Yunanistan’ın Garantiler Çıkışı Tesadüf mü?

Sıcak gelişmeler Kıbrıs konusunda yaşanmaya devam ediyor.

Sıcak gelişmeler Kıbrıs konusunda yaşanmaya devam ediyor. Hayretler içerisinde gelişmeleri yakından takip eder konumdayız. Cumhurbaşkanımız Sayın Akıncı, göreve gelmesi ile oldukça uzlaşmacı bir tavır sergiliyor. Doğal gazın Türkiye üzerinden Avrupa’ya taşınmasının önemine dikkat çekiyor. Adaya gelecek suyun Rumlarla paylaşımından bahsediyor. Uluslararası alanda yer alabilmek adına federal yapıda bir birleşmeden söz ediyor. Hatta 2003 senesinde Rum önlemler paketinde yer alan “işgal” bölgeleri ve Türkiye ile telefon bağlantılarının kurulması paketine sıcak bakarak bu konuda netice alınmasının önemini vurguluyor. Garantiler konusunda bir yorum yapmıyor. Oysa bazı siyasi partilerdeki “aydınların” garantilerin artık ortadan kaldırılması gerektiği şeklindeki beyanatlarını biliyoruz.

Öte yandan GKRY’ne bakıyoruz Rum Dışişleri Bakanı Yoannis Kasulidis’in Rum Devlet Televizyonu’nda (RİK) yayımlanan bir programa katılarak kuzeye doğrudan uçuşların gerçekleştirebilmesine imkan sağlayacak bir formülün bulunabileceğini söylüyor.

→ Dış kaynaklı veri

use chrono::NaiveDateTime;
use polars::prelude::*;
use std::str::FromStr;
use tracing::debug;

use crate::error::{EtlError, EtlResult};
use crate::processor::date_parser::{format_timestamp, parse_optional_timestamp};

/// Textual form a missing value takes after a lossy string round-trip.
pub const MISSING_TOKEN: &str = "nan";

/// Column-level rules shared by every dataset cleaner.
pub struct RuleNormalizer;

impl RuleNormalizer {
    /// Trim + lowercase each declared text column. Blank cells and the missing
    /// token become real nulls. Declared columns absent from the frame are skipped.
    pub fn normalize_text_columns(&self, df: &mut DataFrame, columns: &[&str]) -> EtlResult<()> {
        for col_name in columns {
            if df.column(col_name).is_err() {
                debug!("Text column '{}' not present, skipping", col_name);
                continue;
            }
            self.normalize_string_column(df, col_name)?;
        }

        Ok(())
    }

    fn normalize_string_column(&self, df: &mut DataFrame, col_name: &str) -> EtlResult<()> {
        let normalized: Vec<Option<String>> = df
            .column(col_name)?
            .str()?
            .into_iter()
            .map(normalize_text)
            .collect();

        df.with_column(Series::new(col_name.into(), normalized))?;
        Ok(())
    }

    /// Replace a price column with a non-null `f64` column; bad values become 0.
    pub fn coerce_price_column(
        &self,
        df: &mut DataFrame,
        dataset: &str,
        col_name: &str,
    ) -> EtlResult<Vec<f64>> {
        let prices: Vec<f64> = required_str(df, dataset, col_name)?
            .into_iter()
            .map(|value| parse_number(value).unwrap_or(0.0))
            .collect();

        df.with_column(Series::new(col_name.into(), prices.clone()))?;
        Ok(prices)
    }

    /// Re-emit a timestamp column in the canonical format, unparseable values as null.
    /// Returns the parsed values for derived columns.
    pub fn coerce_timestamp_column(
        &self,
        df: &mut DataFrame,
        dataset: &str,
        col_name: &str,
    ) -> EtlResult<Vec<Option<NaiveDateTime>>> {
        let parsed: Vec<Option<NaiveDateTime>> = required_str(df, dataset, col_name)?
            .into_iter()
            .map(parse_optional_timestamp)
            .collect();

        let formatted: Vec<Option<String>> = parsed
            .iter()
            .map(|value| value.as_ref().map(format_timestamp))
            .collect();

        df.with_column(Series::new(col_name.into(), formatted))?;
        Ok(parsed)
    }
}

pub fn normalize_text(value: Option<&str>) -> Option<String> {
    let cleaned = value?.trim().to_lowercase();
    if cleaned.is_empty() || cleaned == MISSING_TOKEN {
        None
    } else {
        Some(cleaned)
    }
}

/// Finite number or nothing; "nan"/"inf" are not prices.
pub fn parse_number(value: Option<&str>) -> Option<f64> {
    value
        .and_then(|s| f64::from_str(s.trim()).ok())
        .filter(|number| number.is_finite())
}

/// Two decimals, ties to even.
pub fn round2(value: f64) -> f64 {
    (value * 100.0).round_ties_even() / 100.0
}

/// String view of a column a rule cannot work without.
pub fn required_str<'a>(
    df: &'a DataFrame,
    dataset: &str,
    col_name: &str,
) -> EtlResult<&'a StringChunked> {
    let column = df
        .column(col_name)
        .map_err(|_| EtlError::missing_column(dataset, col_name))?;
    Ok(column.str()?)
}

Bunun için Kasulidis, “bu konuyla ilgili bazı formüller üzerinde çalışılmış olduğunu ve uluslararası hukuk çiğnenmeden ve KKTC tanınmadan havaalanının faaliyete geçmesinin yollarının bulunduğunu” belirtiyor!!!.
Hele de ülkemizde başlatılan ana-yavru tartışmaları ardından Yunanistan Başbakanı Aleksis Çipras’a eşlik eden Savunma Bakanı Kocas’ın Rum Başkanlık Sarayında yaptığı açıklamada Yunanistan’ın artık Kıbrıs’a garantör devlet konumunda olmak istemediğini vurgulaması ve artık garantör devletlere ihtiyaç olmadığını duyurması sizce de dikkat çekici değil mi? Bu noktada bu açıklamadaki zamanlamaya dikkat diyorum!!!

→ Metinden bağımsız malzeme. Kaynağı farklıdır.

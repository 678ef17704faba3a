pub mod date_parser;
pub mod flipkart_rules;
pub mod olist_rules;
pub mod rule_normalizer;

pub use rule_normalizer::*;
pub mod pipeline_config;

pub use pipeline_config::*;
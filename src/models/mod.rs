pub mod data_models;

pub use data_models::*;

Şimdi konuyu derinlemesine irdeleyelim. Bugüne değin Kıbrıs’ta birleşme sağlamak ve KKTC’nin varlığını sonlandırmak, garantileri ortadan kaldırmak için FOSBO, OSLO, OXFORD grubu gibi toplantılarda 1990’lardan beri başlatılan çalışmalar artık daha net görülmeye başlandı.Örneğin, 7-11 Aralık 1998’de Oslo’da gerçekleştirilen İki toplumlu etkinliklere katılan Kıbrıs Türk ve Rumları problemlere çözüm için Kıbrıs Fulbright Komisyonu öncülüğünde bir araya getirilmişti. Anılan toplantılar öncesinde ve sonrasında parça parça devam etti. HADE, Oslo I-II, Marko Turk’un arabulucu toplantıları, Amerika’daki iki toplumlu gençlik kampları bunların bazıları…Tüm bu toplantılarda alınan kararlarda oluşturulması istenen federal Kıbrıs’ta hükümetin yapısının “tek uluslar arası kimliğe, tek vatandaşlığa dayalı olması gerektiği ve iki toplumlu iki bölgeli federal bir Kıbrıs Cumhuriyeti oluşturulması” yönünde oy çokluğu ile alınan kararlardan mevcuttu. Vurgu “KC” idi!

Güvenlik konusunda Oslo’da gerçekleştirilen toplantıda 22 onay, 8 ret ve 1 çekimser oy mevcuttu. Burada beş ana başlık görüşüldü; garantiler, askersizleştirme, aşırıcılar, güvenlik, toprak. Aşırıcılar kısaca milliyetçilerin adada baş göstermesi halinde bu kişilerin adadan sürülmesinin gerekliliği kararını kapsamaktaydı!!!. Garantiler konusunda “Kıbrıs Cumhuriyeti”nin AB üyesi olacağı için bu güvencenin AB tarafından verilmesi gerektiği ve garantilerin kaldırılmasını öngörmekteydi!!!. Güven başlığında federal cumhuriyet çatısı altında uluslararası müsabakalara sosyal ve kültürel katılım sağlanması ve her iki tarafta spor gruplarının oluşturulması ile adanın bütünlüğünün vurgulanmaktaydı!!!Güven inşasında medya kurumlarının desteğinin sağlanması vb faaliyetler gerçekleştirilmesi hedeflenmişti. Askersizleştirmenin önemi vurgulanmış ve adanın tamamen askersizleştirilmesi belirtilmişti. Kısaca adadaki TÜRK askeri varlığı kabul edilmiyordu!!! Bu toplantılarda ve diğerlerinde görüşülen pek çok başlık daha vardı. Kayıplar, yerleşikler, mülteciler, mal-mülk, dolaşım özgürlüğü, kimlik, sosyal konular vs…Hepsini ve alınan kararları zaman zaman sizlerle paylaşacağım.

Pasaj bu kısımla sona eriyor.